王子分水の続です。前回、古堀拡張の起点として名前の出た滝野川村平尾水車は、→ 「取調絵図」の上樋と中樋の間にあって、元図では「太郎兵衛水車」と付記された水車小屋で、→ 「近傍図」の左下端にあるものと思われます。平尾水車から高枡跡までの古堀分の延長は474間半(≒863m)とあり、現明治通りの滝野川、巣鴨村境を起点とすれば、ある程度の距離計算は可能です。一方、新規開削部分は幅4~6間、深さ6~18尺、延長は744間(≒1350m)、「芦川家文書」中の「普請出来形帳」にある数字です。
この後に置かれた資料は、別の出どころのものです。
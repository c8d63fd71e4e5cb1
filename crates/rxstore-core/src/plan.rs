//! What a route should render, assembled from the classified response.

use serde::Serialize;

use crate::catalog::{DynamicFilterGroup, FiltersResponse, Product, ProductCollection};
use crate::classify::{guess_pending_shape, ClassifiedResponse};
use crate::compose::{
    compose_category_display, is_over_limit, CategoryDisplayInfo, ComposeInput, ComposeSettings,
};
use crate::filters::{ActiveFilter, FilterState};
use crate::route::RoutePath;
use crate::session::RequestKey;
use crate::sort::SortOption;

#[derive(Debug, Clone, Copy, PartialEq, Eq, Serialize)]
#[serde(rename_all = "camelCase")]
pub enum Skeleton {
    Detail,
    Listing,
}

#[derive(Debug, Clone, PartialEq, Serialize)]
pub struct DetailProps {
    pub product: Product,
    pub category: CategoryDisplayInfo,
}

#[derive(Debug, Clone, PartialEq, Serialize)]
pub struct ListingProps {
    pub path: String,
    pub category: CategoryDisplayInfo,
    pub products: Vec<Product>,
    pub count: u64,
    pub total_pages: u64,
    pub filter_groups: Vec<DynamicFilterGroup>,
    pub active_filters: Vec<ActiveFilter>,
    pub active_filter_count: usize,
    pub filters: FilterState,
    pub sort: SortOption,
}

#[derive(Debug, Clone, PartialEq, Serialize)]
pub struct OverLimitProps {
    pub category: CategoryDisplayInfo,
    pub product_count: Option<u64>,
}

#[derive(Debug, Clone, PartialEq, Serialize)]
#[serde(tag = "view", rename_all = "camelCase")]
pub enum RenderPlan {
    /// The path belongs to another resolver; render nothing.
    Nothing,
    Loading {
        skeleton: Skeleton,
    },
    Detail(DetailProps),
    Listing(ListingProps),
    /// A listing that loaded fine but has no products.
    Empty(ListingProps),
    /// Root category too large to list; show subcategories only.
    OverLimit(OverLimitProps),
    LoadFailed {
        message: String,
        retry: RequestKey,
    },
}

/// Inputs shared by the nested and root planners.
#[derive(Debug, Clone, Copy)]
pub struct PlanInput<'a> {
    pub route: &'a RoutePath,
    pub response: &'a ClassifiedResponse,
    pub filters_response: Option<&'a FiltersResponse>,
    pub state: &'a FilterState,
    pub settings: &'a ComposeSettings,
}

/// Skeleton to show while the main request is in flight.
#[must_use]
pub fn plan_pending(
    route: &RoutePath,
    cached: Option<&ClassifiedResponse>,
    settings: &ComposeSettings,
) -> RenderPlan {
    if route.is_root_path() {
        return RenderPlan::Loading {
            skeleton: Skeleton::Listing,
        };
    }
    if !route.is_valid_nested_path() {
        return RenderPlan::Nothing;
    }
    let shape = guess_pending_shape(cached, route.len(), settings.detail_depth_threshold);
    let skeleton = if shape.is_listing() {
        Skeleton::Listing
    } else {
        Skeleton::Detail
    };
    RenderPlan::Loading { skeleton }
}

/// Plan for a nested (two or more segment) route.
#[must_use]
pub fn plan_nested(input: &PlanInput<'_>) -> RenderPlan {
    if !input.route.is_valid_nested_path() {
        return RenderPlan::Nothing;
    }
    match input.response {
        ClassifiedResponse::Detail(product) => detail(input, product),
        ClassifiedResponse::Collection(c) | ClassifiedResponse::CategoryCollection(c) => {
            listing(input, c)
        }
    }
}

/// Plan for a single-segment category root, including the over-limit view.
#[must_use]
pub fn plan_root(input: &PlanInput<'_>) -> RenderPlan {
    if !input.route.is_root_path() {
        return RenderPlan::Nothing;
    }
    match input.response {
        ClassifiedResponse::Detail(product) => detail(input, product),
        ClassifiedResponse::Collection(c) | ClassifiedResponse::CategoryCollection(c) => {
            if is_over_limit(
                Some(input.response),
                input.filters_response,
                input.settings.over_limit_product_count,
            ) {
                let category = display(input, listing_slug(input.route));
                let product_count = c
                    .product_count
                    .or_else(|| input.filters_response.and_then(|f| f.product_count));
                RenderPlan::OverLimit(OverLimitProps {
                    category,
                    product_count,
                })
            } else {
                listing(input, c)
            }
        }
    }
}

/// Failed main fetch, carrying the key needed for a manual retry.
#[must_use]
pub fn plan_failed(key: RequestKey, message: impl Into<String>) -> RenderPlan {
    RenderPlan::LoadFailed {
        message: message.into(),
        retry: key,
    }
}

fn display(input: &PlanInput<'_>, category_slug: &str) -> CategoryDisplayInfo {
    compose_category_display(&ComposeInput {
        response: Some(input.response),
        filters: input.filters_response,
        category_slug,
        route: input.route,
    })
}

/// A listing route names its own category in the last segment.
fn listing_slug(route: &RoutePath) -> &str {
    route.last_segment().unwrap_or_default()
}

/// A product route's category is the segment before the product slug.
fn detail_slug(route: &RoutePath) -> &str {
    let segments = route.segments();
    match segments.len() {
        0 => "",
        1 => segments[0].as_str(),
        n => segments[n - 2].as_str(),
    }
}

fn detail(input: &PlanInput<'_>, product: &Product) -> RenderPlan {
    RenderPlan::Detail(DetailProps {
        product: product.clone(),
        category: display(input, detail_slug(input.route)),
    })
}

fn listing(input: &PlanInput<'_>, collection: &ProductCollection) -> RenderPlan {
    let sort = SortOption::from_state(input.state);
    let mut products = collection.results.clone();
    sort.apply_client_side(&mut products, collection.ordering.as_deref());

    let filter_groups = input
        .filters_response
        .map(|f| f.filters.clone())
        .unwrap_or_default();
    let active_filters = input.state.active_filters(&filter_groups);
    let page_size = u64::from(input.state.page_size.max(1));

    let props = ListingProps {
        path: input.route.to_string(),
        category: display(input, listing_slug(input.route)),
        count: collection.count,
        total_pages: collection.count.div_ceil(page_size),
        active_filter_count: active_filters.len(),
        active_filters,
        filter_groups,
        filters: input.state.clone(),
        sort,
        products,
    };

    if props.products.is_empty() {
        RenderPlan::Empty(props)
    } else {
        RenderPlan::Listing(props)
    }
}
結局このプロジェクト、大砲製造にまで至ったかどうかは、幕末の混乱によってよく分かっていませんが、重要なのは千川上水を軍事・工場用水として利用しようとしたことで、明治に入り大砲製造所跡地には紡績工場が稼働、近くに出来た王子製紙の前身の抄紙工場や大蔵省紙幣寮(のち印刷局)の工場も、千川上水を工場用水として利用することになります。
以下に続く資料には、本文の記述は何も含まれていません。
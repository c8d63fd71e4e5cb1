//! Integration tests for `StorefrontClient`.
//!
//! Each test stands up a local `wiremock` server, so no real network traffic
//! is made. Covers query encoding, classification of the three response
//! shapes, the dynamic-filters endpoint, retry policy, and caching.

use std::time::Duration;

use serde_json::json;
use wiremock::matchers::{method, path, query_param};
use wiremock::{Mock, MockServer, ResponseTemplate};

use rxstore_client::{ClientError, StorefrontClient};
use rxstore_core::{ClassifiedResponse, FilterState, RequestKey, RoutePath, ShapeTag};

/// Client against the mock server: 5-second timeout, no retries.
fn test_client(server: &MockServer) -> StorefrontClient {
    StorefrontClient::new(&server.uri(), 5, "rxstore-test/0.1", 0, 0)
        .expect("failed to build test StorefrontClient")
}

fn test_client_with_retries(server: &MockServer, max_retries: u32) -> StorefrontClient {
    StorefrontClient::new(&server.uri(), 5, "rxstore-test/0.1", max_retries, 0)
        .expect("failed to build test StorefrontClient")
}

// ---------------------------------------------------------------------------
// Route fetch and classification
// ---------------------------------------------------------------------------

#[tokio::test]
async fn fetch_route_sends_canonical_query_and_classifies_category_collection() {
    let server = MockServer::start().await;

    Mock::given(method("GET"))
        .and(path("/thuc-pham-chuc-nang/lam-dep"))
        .and(query_param("page", "1"))
        .and(query_param("page_size", "12"))
        .and(query_param("brand", "5,9"))
        .respond_with(ResponseTemplate::new(200).set_body_json(json!({
            "count": 5,
            "results": [{"id": 1}, {"id": 2}, {"id": 3}, {"id": 4}, {"id": 5}],
            "categoryName": "Làm đẹp"
        })))
        .expect(1)
        .mount(&server)
        .await;

    let client = test_client(&server);
    let route = RoutePath::parse("thuc-pham-chuc-nang/lam-dep");
    let filters = FilterState::new(12).with("brand", "5,9").unwrap();
    let response = client.fetch_route(&route, &filters).await.unwrap();

    assert_eq!(response.tag(), ShapeTag::CategoryCollection);
    let collection = response.as_category_collection().unwrap();
    assert_eq!(collection.count, 5);
    assert_eq!(collection.category_name.as_deref(), Some("Làm đẹp"));
}

#[tokio::test]
async fn fetch_route_classifies_payload_without_results_as_detail() {
    let server = MockServer::start().await;

    Mock::given(method("GET"))
        .and(path("/thuc-pham-chuc-nang/spA"))
        .respond_with(ResponseTemplate::new(200).set_body_json(json!({
            "id": 42,
            "medicine": {"form": "capsule"},
            "price_value": 150_000
        })))
        .mount(&server)
        .await;

    let client = test_client(&server);
    let response = client
        .fetch_route(&RoutePath::parse("thuc-pham-chuc-nang/spA"), &FilterState::new(12))
        .await
        .unwrap();

    match response.as_ref() {
        ClassifiedResponse::Detail(product) => assert_eq!(product.id, 42),
        other => panic!("expected detail, got {other:?}"),
    }
}

#[tokio::test]
async fn fetch_route_classifies_plain_collection() {
    let server = MockServer::start().await;

    Mock::given(method("GET"))
        .and(path("/tim-kiem/vitamin"))
        .respond_with(
            ResponseTemplate::new(200).set_body_json(json!({"count": 1, "results": [{"id": 3}]})),
        )
        .mount(&server)
        .await;

    let client = test_client(&server);
    let response = client
        .fetch_route(&RoutePath::parse("tim-kiem/vitamin"), &FilterState::new(12))
        .await
        .unwrap();
    assert_eq!(response.tag(), ShapeTag::Collection);
}

#[tokio::test]
async fn fetch_route_rejects_non_object_payload() {
    let server = MockServer::start().await;

    Mock::given(method("GET"))
        .and(path("/a/b"))
        .respond_with(ResponseTemplate::new(200).set_body_json(json!([1, 2, 3])))
        .mount(&server)
        .await;

    let client = test_client(&server);
    let err = client
        .fetch_route(&RoutePath::parse("a/b"), &FilterState::new(12))
        .await
        .unwrap_err();
    assert!(
        matches!(err.root(), ClientError::Classify { .. }),
        "expected Classify, got: {err:?}"
    );
}

#[tokio::test]
async fn fetch_route_reports_malformed_json() {
    let server = MockServer::start().await;

    Mock::given(method("GET"))
        .and(path("/a/b"))
        .respond_with(ResponseTemplate::new(200).set_body_string("<html>oops</html>"))
        .mount(&server)
        .await;

    let client = test_client(&server);
    let err = client
        .fetch_route(&RoutePath::parse("a/b"), &FilterState::new(12))
        .await
        .unwrap_err();
    assert!(
        matches!(err.root(), ClientError::Deserialize { .. }),
        "expected Deserialize, got: {err:?}"
    );
}

// ---------------------------------------------------------------------------
// Dynamic filters
// ---------------------------------------------------------------------------

#[tokio::test]
async fn fetch_dynamic_filters_sends_flags_and_dedups_options() {
    let server = MockServer::start().await;

    Mock::given(method("GET"))
        .and(path("/dynamic-filters/lam-dep"))
        .and(query_param("include_variants", "true"))
        .and(query_param("include_counts", "true"))
        .respond_with(ResponseTemplate::new(200).set_body_json(json!({
            "filters": [{
                "id": "brand",
                "label": "Thương hiệu",
                "type": "multiple",
                "options": [
                    {"value": 5, "label": "Brand Five", "count": 3},
                    {"value": "5", "label": "Brand Five", "count": 3},
                    {"value": 9, "label": "Brand Nine"}
                ]
            }],
            "categoryName": "Làm đẹp"
        })))
        .expect(1)
        .mount(&server)
        .await;

    let client = test_client(&server);
    let filters = client.fetch_dynamic_filters("lam-dep").await.unwrap();
    assert_eq!(filters.filters.len(), 1);
    assert_eq!(filters.filters[0].options.len(), 2);
    assert_eq!(filters.category_name.as_deref(), Some("Làm đẹp"));
}

// ---------------------------------------------------------------------------
// Error statuses and retry
// ---------------------------------------------------------------------------

#[tokio::test]
async fn not_found_is_not_retried() {
    let server = MockServer::start().await;

    Mock::given(method("GET"))
        .and(path("/a/missing"))
        .respond_with(ResponseTemplate::new(404))
        .expect(1)
        .mount(&server)
        .await;

    let client = test_client_with_retries(&server, 3);
    let err = client
        .fetch_route(&RoutePath::parse("a/missing"), &FilterState::new(12))
        .await
        .unwrap_err();
    assert!(
        matches!(err.root(), ClientError::NotFound { .. }),
        "expected NotFound, got: {err:?}"
    );
}

#[tokio::test]
async fn server_errors_are_retried_until_success() {
    let server = MockServer::start().await;

    Mock::given(method("GET"))
        .and(path("/a/b"))
        .respond_with(ResponseTemplate::new(503))
        .up_to_n_times(2)
        .expect(2)
        .mount(&server)
        .await;

    Mock::given(method("GET"))
        .and(path("/a/b"))
        .respond_with(
            ResponseTemplate::new(200).set_body_json(json!({"count": 0, "results": []})),
        )
        .expect(1)
        .mount(&server)
        .await;

    let client = test_client_with_retries(&server, 2);
    let response = client
        .fetch_route(&RoutePath::parse("a/b"), &FilterState::new(12))
        .await
        .unwrap();
    assert_eq!(response.tag(), ShapeTag::Collection);
}

#[tokio::test]
async fn rate_limit_surfaces_retry_after_once_retries_are_exhausted() {
    let server = MockServer::start().await;

    Mock::given(method("GET"))
        .and(path("/a/b"))
        .respond_with(ResponseTemplate::new(429).insert_header("Retry-After", "7"))
        .expect(2)
        .mount(&server)
        .await;

    let client = test_client_with_retries(&server, 1);
    let err = client
        .fetch_route(&RoutePath::parse("a/b"), &FilterState::new(12))
        .await
        .unwrap_err();
    match err.root() {
        ClientError::RateLimited {
            retry_after_secs, ..
        } => assert_eq!(*retry_after_secs, 7),
        other => panic!("expected RateLimited, got: {other:?}"),
    }
}

#[tokio::test]
async fn client_errors_surface_unexpected_status() {
    let server = MockServer::start().await;

    Mock::given(method("GET"))
        .and(path("/a/b"))
        .respond_with(ResponseTemplate::new(403))
        .expect(1)
        .mount(&server)
        .await;

    let client = test_client_with_retries(&server, 2);
    let err = client
        .fetch_route(&RoutePath::parse("a/b"), &FilterState::new(12))
        .await
        .unwrap_err();
    assert!(
        matches!(err.root(), ClientError::UnexpectedStatus { status: 403, .. }),
        "expected UnexpectedStatus 403, got: {err:?}"
    );
}

// ---------------------------------------------------------------------------
// Caching
// ---------------------------------------------------------------------------

#[tokio::test]
async fn identical_requests_hit_the_network_once() {
    let server = MockServer::start().await;

    Mock::given(method("GET"))
        .and(path("/a/b"))
        .respond_with(
            ResponseTemplate::new(200)
                .set_body_json(json!({"count": 1, "results": [{"id": 1}]}))
                .set_delay(Duration::from_millis(50)),
        )
        .expect(1)
        .mount(&server)
        .await;

    let client = test_client(&server);
    let route = RoutePath::parse("a/b");
    let filters = FilterState::new(12);
    let key = RequestKey::new(&route, &filters);
    assert!(client.cached_route(&key).await.is_none());

    let (first, second) = tokio::join!(
        client.fetch_route(&route, &filters),
        client.fetch_route(&route, &filters)
    );
    assert!(first.is_ok() && second.is_ok());

    let third = client.fetch_route(&route, &filters).await.unwrap();
    assert_eq!(third.tag(), ShapeTag::Collection);
    assert!(client.cached_route(&key).await.is_some());
}

#[tokio::test]
async fn different_filters_are_cached_separately() {
    let server = MockServer::start().await;

    Mock::given(method("GET"))
        .and(path("/a/b"))
        .respond_with(
            ResponseTemplate::new(200).set_body_json(json!({"count": 1, "results": [{"id": 1}]})),
        )
        .expect(2)
        .mount(&server)
        .await;

    let client = test_client(&server);
    let route = RoutePath::parse("a/b");
    let first_page = FilterState::new(12);
    let mut second_page = FilterState::new(12);
    second_page.page = 2;

    client.fetch_route(&route, &first_page).await.unwrap();
    client.fetch_route(&route, &second_page).await.unwrap();
    client.fetch_route(&route, &first_page).await.unwrap();
}

#[tokio::test]
async fn failed_requests_are_not_cached() {
    let server = MockServer::start().await;

    Mock::given(method("GET"))
        .and(path("/a/b"))
        .respond_with(ResponseTemplate::new(500))
        .up_to_n_times(1)
        .mount(&server)
        .await;

    Mock::given(method("GET"))
        .and(path("/a/b"))
        .respond_with(ResponseTemplate::new(200).set_body_json(json!({"id": 9})))
        .mount(&server)
        .await;

    let client = test_client(&server);
    let route = RoutePath::parse("a/b");
    let filters = FilterState::new(12);
    assert!(client.fetch_route(&route, &filters).await.is_err());
    let response = client.fetch_route(&route, &filters).await.unwrap();
    assert_eq!(response.tag(), ShapeTag::Detail);
}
- ・ 昭文社の地図ソフト"Super Mapple Digital"で作成、縮尺は1/6000です。青点線が実地調査及び当時の地図、空中写真などで確認できる水路跡で、そのポイントを地図に記入した番号順にウォーク&ウォッチしてみました。(一部推定によっているところもあります。)
- 1. 明治通りから分かれた区境の路地の続です。50m弱で中山道に突き当たります。
- 2. 中山道を越えた先で右折します。高架は首都高中央環状線です。
- 3. 今度は中山道と交差したばかりの明治通りを越えます。
- 4. 明治通りの先の道路は、左手を並行していた水路跡を含んで幅広になっています。
- 5. 都電荒川線の西ヶ原4丁目駅前で左折、これまで一緒だった区境と離れます。